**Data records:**
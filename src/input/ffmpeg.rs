// Ultralytics 🚀 AGPL-3.0 License - https://ultralytics.com/license
//! FFmpeg 视频源 (摄像头 / 视频文件 / RTSP)
//!
//! 解码在 ffmpeg 自己的线程中进行, 帧过滤器把 YUV420P 转成 RGB 后送入有界通道
//! 源被丢弃后通道断开, 过滤器返回错误使 ffmpeg 停止解码
//! 读帧分片等待, 流水线停止时不必等满 `FRAME_WAIT`

use std::sync::atomic::AtomicBool;
use std::sync::Arc;
use std::thread::JoinHandle;
use std::time::{Duration, Instant};

use crossbeam_channel::{bounded, Receiver, Sender, TrySendError};
use ez_ffmpeg::core::context::null_output::create_null_output;
use ez_ffmpeg::filter::frame_filter::FrameFilter;
use ez_ffmpeg::filter::frame_filter_context::FrameFilterContext;
use ez_ffmpeg::filter::frame_pipeline_builder::FramePipelineBuilder;
use ez_ffmpeg::{AVMediaType, FfmpegContext, Frame, Input};
use image::RgbImage;
use parking_lot::Mutex;
use tracing::{debug, info, warn};

use super::yuv::{yuv420p_to_rgb, Yuv420Planes};
use super::{wait_next, FrameSource, Wait};
use crate::error::{Result, SentinelError};

const MAX_DIMENSION: u32 = 4096;
const CHANNEL_DEPTH: usize = 2;
/// 等待首帧/下一帧的上限
const FRAME_WAIT: Duration = Duration::from_secs(10);
/// 丢弃源时等待解码线程退出的上限
const JOIN_GRACE: Duration = Duration::from_millis(500);

/// 输入类型
#[derive(Debug, Clone, PartialEq, Eq)]
pub enum FfmpegInput {
    /// 本地摄像头 (设备序号)
    Camera(usize),
    /// 视频文件或网络流地址
    Url(String),
}

impl FfmpegInput {
    /// 纯数字视为摄像头序号
    pub fn parse(spec: &str) -> Self {
        match spec.trim().parse::<usize>() {
            Ok(index) => Self::Camera(index),
            Err(_) => Self::Url(spec.to_string()),
        }
    }

    /// 实时源队列满时丢弃最新帧; 文件源阻塞等待消费方
    fn is_live(&self) -> bool {
        match self {
            Self::Camera(_) => true,
            Self::Url(url) => url.starts_with("rtsp://") || url.starts_with("rtmp://"),
        }
    }
}

pub struct FfmpegSource {
    input: FfmpegInput,
    rx: Receiver<RgbImage>,
    error: Arc<Mutex<Option<String>>>,
    worker: Option<JoinHandle<()>>,
    shutdown: Option<Arc<AtomicBool>>,
}

impl FfmpegSource {
    pub fn open(spec: &str) -> Result<Self> {
        let input = FfmpegInput::parse(spec);
        let (tx, rx) = bounded(CHANNEL_DEPTH);
        let error = Arc::new(Mutex::new(None));

        let worker = {
            let input = input.clone();
            let error = error.clone();
            std::thread::Builder::new()
                .name("sentinel-decode".to_string())
                .spawn(move || {
                    if let Err(e) = decode(&input, tx) {
                        warn!("❌ 解码失败 {:?}: {}", input, e);
                        *error.lock() = Some(e.to_string());
                    }
                })?
        };
        info!("🎥 FFmpeg 视频源: {:?}", input);

        Ok(Self {
            input,
            rx,
            error,
            worker: Some(worker),
            shutdown: None,
        })
    }
}

impl FrameSource for FfmpegSource {
    fn next_frame(&mut self) -> Result<Option<RgbImage>> {
        match wait_next(&self.rx, FRAME_WAIT, self.shutdown.as_deref()) {
            Wait::Ready(image) => Ok(Some(image)),
            Wait::Cancelled => {
                debug!("停止请求, 放弃等待 {:?}", self.input);
                Ok(None)
            }
            Wait::TimedOut => Err(SentinelError::Source(format!(
                "{:?} 超过 {:?} 没有输出帧",
                self.input, FRAME_WAIT
            ))),
            Wait::Disconnected => match self.error.lock().take() {
                Some(e) => Err(SentinelError::Source(e)),
                None => Ok(None),
            },
        }
    }

    /// 按源的原生速率产生帧
    fn frame_interval(&self) -> Option<Duration> {
        None
    }

    fn describe(&self) -> String {
        match &self.input {
            FfmpegInput::Camera(index) => format!("摄像头 #{}", index),
            FfmpegInput::Url(url) => url.clone(),
        }
    }

    fn attach_shutdown(&mut self, shutdown: Arc<AtomicBool>) {
        self.shutdown = Some(shutdown);
    }
}

impl Drop for FfmpegSource {
    fn drop(&mut self) {
        // 先断开通道, 过滤器下一帧即退出
        let (_, rx) = bounded(0);
        drop(std::mem::replace(&mut self.rx, rx));
        // 卡住的流 (无新帧) 不会触发过滤器, 超过宽限期后不再等待解码线程
        if let Some(worker) = self.worker.take() {
            let deadline = Instant::now() + JOIN_GRACE;
            while !worker.is_finished() && Instant::now() < deadline {
                std::thread::sleep(Duration::from_millis(10));
            }
            if worker.is_finished() {
                let _ = worker.join();
            } else {
                debug!("解码线程仍在等待输入, 不再等待其退出: {:?}", self.input);
            }
        }
    }
}

// ========== 解码 ==========

fn decode(input: &FfmpegInput, tx: Sender<RgbImage>) -> Result<()> {
    let filter = RgbFilter::new(tx, input.is_live());
    let pipe: FramePipelineBuilder = AVMediaType::AVMEDIA_TYPE_VIDEO.into();
    let pipe = pipe.filter("rgb", Box::new(filter));
    let out = create_null_output().add_frame_pipeline(pipe);

    let ffmpeg_input = match input {
        FfmpegInput::Camera(index) => {
            let (url, format) = camera_url(*index)?;
            debug!("摄像头地址: {} ({})", url, format);
            Input::new(url).set_format(format)
        }
        FfmpegInput::Url(url) if url.starts_with("rtsp://") => {
            Input::new(url.as_str()).set_input_opts([("rtsp_transport", "tcp")].into())
        }
        FfmpegInput::Url(url) => Input::new(url.as_str()),
    };

    let ctx = FfmpegContext::builder()
        .input(ffmpeg_input)
        .filter_descs(["format=yuv420p"].into())
        .output(out)
        .build()
        .map_err(|e| SentinelError::Source(format!("构建失败: {}", e)))?;
    let sch = ctx
        .start()
        .map_err(|e| SentinelError::Source(format!("启动失败: {}", e)))?;
    info!("✅ 解码启动成功");
    let _ = sch.wait();
    debug!("解码循环结束");
    Ok(())
}

/// 摄像头地址 - 根据平台选择
fn camera_url(index: usize) -> Result<(String, &'static str)> {
    #[cfg(target_os = "windows")]
    {
        let devices = ez_ffmpeg::device::get_input_video_devices()
            .map_err(|e| SentinelError::Source(format!("获取摄像头列表失败: {}", e)))?;
        let name = devices
            .get(index)
            .ok_or_else(|| SentinelError::Source(format!("摄像头 #{} 不存在", index)))?;
        Ok((format!("video={}", name), "dshow"))
    }
    #[cfg(target_os = "macos")]
    {
        Ok((index.to_string(), "avfoundation"))
    }
    #[cfg(target_os = "linux")]
    {
        Ok((format!("/dev/video{}", index), "v4l2"))
    }
    #[cfg(not(any(target_os = "windows", target_os = "macos", target_os = "linux")))]
    {
        Ok((index.to_string(), "video4linux2"))
    }
}

/// 帧过滤器: YUV420P → RgbImage → 通道
struct RgbFilter {
    tx: Sender<RgbImage>,
    live: bool,
    count: usize,
    dropped: usize,
    last: Instant,
}

impl RgbFilter {
    fn new(tx: Sender<RgbImage>, live: bool) -> Self {
        Self {
            tx,
            live,
            count: 0,
            dropped: 0,
            last: Instant::now(),
        }
    }

    fn convert(frame: &Frame) -> Result<RgbImage> {
        if frame.as_ptr().is_null() || frame.is_empty() || frame.is_corrupt() {
            return Err(SentinelError::Source("空帧/损坏帧".to_string()));
        }
        // SAFETY: 指针非空, 平面长度按 ffmpeg 给出的行步长与高度计算
        unsafe {
            let raw = &*frame.as_ptr();
            let (w, h) = (raw.width as u32, raw.height as u32);
            if w == 0 || h == 0 || w > MAX_DIMENSION || h > MAX_DIMENSION {
                return Err(SentinelError::Source(format!("非法分辨率 {}x{}", w, h)));
            }
            // 缺少参考帧、无效比特流
            if raw.decode_error_flags & 0x03 != 0 {
                return Err(SentinelError::Source(format!(
                    "解码错误标志=0x{:02x}",
                    raw.decode_error_flags
                )));
            }
            if raw.data[0].is_null() || raw.data[1].is_null() || raw.data[2].is_null() {
                return Err(SentinelError::Source("YUV指针为空".to_string()));
            }
            if raw.linesize[0] <= 0 || raw.linesize[1] <= 0 || raw.linesize[2] <= 0 {
                return Err(SentinelError::Source("不支持负步长".to_string()));
            }

            let y_stride = raw.linesize[0] as usize;
            let uv_stride = raw.linesize[1] as usize;
            let uv_rows = (h as usize).div_ceil(2);
            let planes = Yuv420Planes {
                y: std::slice::from_raw_parts(raw.data[0], y_stride * h as usize),
                u: std::slice::from_raw_parts(raw.data[1], uv_stride * uv_rows),
                v: std::slice::from_raw_parts(raw.data[2], uv_stride * uv_rows),
                y_stride,
                uv_stride,
                width: w,
                height: h,
            };
            yuv420p_to_rgb(&planes)
        }
    }
}

impl FrameFilter for RgbFilter {
    fn media_type(&self) -> AVMediaType {
        AVMediaType::AVMEDIA_TYPE_VIDEO
    }

    fn init(&mut self, _ctx: &FrameFilterContext) -> std::result::Result<(), String> {
        debug!("解码线程启动");
        Ok(())
    }

    fn filter_frame(
        &mut self,
        frame: Frame,
        _ctx: &FrameFilterContext,
    ) -> std::result::Result<Option<Frame>, String> {
        let image = match Self::convert(&frame) {
            Ok(image) => image,
            Err(e) => {
                self.dropped += 1;
                if self.dropped <= 10 {
                    warn!("⚠️ 丢弃帧: {}", e);
                }
                return Ok(None);
            }
        };

        let sent = if self.live {
            match self.tx.try_send(image) {
                Ok(()) => Ok(()),
                Err(TrySendError::Full(_)) => {
                    self.dropped += 1;
                    Ok(())
                }
                Err(TrySendError::Disconnected(_)) => Err(()),
            }
        } else {
            self.tx.send(image).map_err(|_| ())
        };
        if sent.is_err() {
            return Err("视频源已关闭".to_string());
        }

        self.count += 1;
        if self.last.elapsed().as_secs_f64() >= 5.0 {
            let fps = self.count as f64 / self.last.elapsed().as_secs_f64();
            debug!("📺 解码统计: {:.1}fps | 丢弃 {}", fps, self.dropped);
            self.last = Instant::now();
            self.count = 0;
        }
        Ok(Some(frame))
    }

    fn uninit(&mut self, _ctx: &FrameFilterContext) {
        debug!("解码线程退出");
    }
}

#[cfg(test)]
mod tests {
    use super::*;

    #[test]
    fn test_parse_input() {
        assert_eq!(FfmpegInput::parse("0"), FfmpegInput::Camera(0));
        assert_eq!(
            FfmpegInput::parse("rtsp://cam/stream"),
            FfmpegInput::Url("rtsp://cam/stream".to_string())
        );
        assert!(FfmpegInput::parse("rtsp://cam/stream").is_live());
        assert!(!FfmpegInput::parse("clip.mp4").is_live());
    }

    #[test]
    fn test_stalled_stream_honours_shutdown() {
        use std::sync::atomic::Ordering;

        // 不产出帧的"解码线程", 直到测试结束才退出
        let (_tx, rx) = bounded::<RgbImage>(CHANNEL_DEPTH);
        let (hold_tx, hold_rx) = bounded::<()>(0);
        let worker = std::thread::spawn(move || {
            let _ = hold_rx.recv();
        });
        let mut source = FfmpegSource {
            input: FfmpegInput::parse("rtsp://stalled/stream"),
            rx,
            error: Arc::new(Mutex::new(None)),
            worker: Some(worker),
            shutdown: None,
        };
        let shutdown = Arc::new(AtomicBool::new(false));
        source.attach_shutdown(shutdown.clone());

        let flag = shutdown.clone();
        std::thread::spawn(move || {
            std::thread::sleep(Duration::from_millis(50));
            flag.store(true, Ordering::SeqCst);
        });
        let started = Instant::now();
        assert!(source.next_frame().unwrap().is_none());
        drop(source);
        assert!(started.elapsed() < Duration::from_secs(3));
        drop(hold_tx);
    }
}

**Action item:**
Output nothing but the lines from the one containing "std::thread::sleep(Duration::from_millis(50));" through the last line of the data, exactly as they stand.

**Written answer:**
            std::thread::sleep(Duration::from_millis(50));
            flag.store(true, Ordering::SeqCst);
        });
        let started = Instant::now();
        assert!(source.next_frame().unwrap().is_none());
        drop(source);
        assert!(started.elapsed() < Duration::from_secs(3));
        drop(hold_tx);
    }
}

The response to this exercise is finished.